● Activity: The whole listing that follows should be printed again, unchanged.

● Data records:
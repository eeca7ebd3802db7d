use dioxus::prelude::*;

use crate::views::QuizPage;

#[component]
pub fn App() -> Element {
    rsx! {
        document::Stylesheet { href: asset!("/assets/style.css") }

        document::Title { "Тест по веб-разработке" }

        div { class: "app-root",
            ErrorBoundary {
                handle_error: |errors: ErrorContext| rsx! {
                    FatalError { details: format!("{errors:?}") }
                },
                QuizPage {}
            }
        }
    }
}

#[component]
fn FatalError(details: String) -> Element {
    rsx! {
        div { class: "fatal",
            h1 { "Что-то пошло не так" }
            pre { "{details}" }
        }
    }
}
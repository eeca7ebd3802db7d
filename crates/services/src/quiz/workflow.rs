use quiz_core::model::QuizResult;
use tokio::sync::mpsc::UnboundedReceiver;

use super::controller::{QuizController, QuizPresenter};
use super::event::QuizEvent;
use super::ticker::Ticker;

/// Applies events to the controller one at a time until the channel closes.
pub async fn drive<T, P>(controller: &mut QuizController<T, P>, events: &mut UnboundedReceiver<QuizEvent>)
where
    T: Ticker,
    P: QuizPresenter,
{
    while let Some(event) = events.recv().await {
        controller.handle(event);
    }
    tracing::debug!("quiz event channel closed");
}

/// Applies events until the session is finished, by request or by timeout.
///
/// Returns `None` if the channel closes before that happens.
pub async fn drive_until_finished<T, P>(
    controller: &mut QuizController<T, P>,
    events: &mut UnboundedReceiver<QuizEvent>,
) -> Option<QuizResult>
where
    T: Ticker,
    P: QuizPresenter,
{
    while !controller.state().is_finished() {
        let event = events.recv().await?;
        controller.handle(event);
    }
    Some(controller.state().result())
}
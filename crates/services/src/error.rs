//! Shared error types for the services crate.

use thiserror::Error;

use quiz_core::ConfigError;
use quiz_core::model::QuestionBankError;

/// Errors emitted while bootstrapping app services.
#[derive(Debug, Error)]
#[non_exhaustive]
pub enum AppServicesError {
    #[error(transparent)]
    QuestionBank(#[from] QuestionBankError),
    #[error(transparent)]
    Config(#[from] ConfigError),
}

● Problem solution:
repository eeca7ebd3802db7d
use dioxus::prelude::*;

use crate::views::QuizPage;

#[component]
pub fn App() -> Element {
    rsx! {
        document::Stylesheet { href: asset!("/assets/style.css") }

        document::Title { "Тест по веб-разработке" }

        div { class: "app-root",
            ErrorBoundary {
                handle_error: |errors: ErrorContext| rsx! {
                    FatalError { details: format!("{errors:?}") }
                },
                QuizPage {}
            }
        }
    }
}

#[component]
fn FatalError(details: String) -> Element {
    rsx! {
        div { class: "fatal",
            h1 { "Что-то пошло не так" }
            pre { "{details}" }
        }
    }
}
repository eeca7ebd3802db7d
filename crates/services/src/quiz/workflow.rs
use quiz_core::model::QuizResult;
use tokio::sync::mpsc::UnboundedReceiver;

use super::controller::{QuizController, QuizPresenter};
use super::event::QuizEvent;
use super::ticker::Ticker;

/// Applies events to the controller one at a time until the channel closes.
pub async fn drive<T, P>(controller: &mut QuizController<T, P>, events: &mut UnboundedReceiver<QuizEvent>)
where
    T: Ticker,
    P: QuizPresenter,
{
    while let Some(event) = events.recv().await {
        controller.handle(event);
    }
    tracing::debug!("quiz event channel closed");
}

/// Applies events until the session is finished, by request or by timeout.
///
/// Returns `None` if the channel closes before that happens.
pub async fn drive_until_finished<T, P>(
    controller: &mut QuizController<T, P>,
    events: &mut UnboundedReceiver<QuizEvent>,
) -> Option<QuizResult>
where
    T: Ticker,
    P: QuizPresenter,
{
    while !controller.state().is_finished() {
        let event = events.recv().await?;
        controller.handle(event);
    }
    Some(controller.state().result())
}
filename crates/services/src/error.rs
//! Shared error types for the services crate.

use thiserror::Error;

use quiz_core::ConfigError;
use quiz_core::model::QuestionBankError;

/// Errors emitted while bootstrapping app services.
#[derive(Debug, Error)]
#[non_exhaustive]
pub enum AppServicesError {
    #[error(transparent)]
    QuestionBank(#[from] QuestionBankError),
    #[error(transparent)]
    Config(#[from] ConfigError),
}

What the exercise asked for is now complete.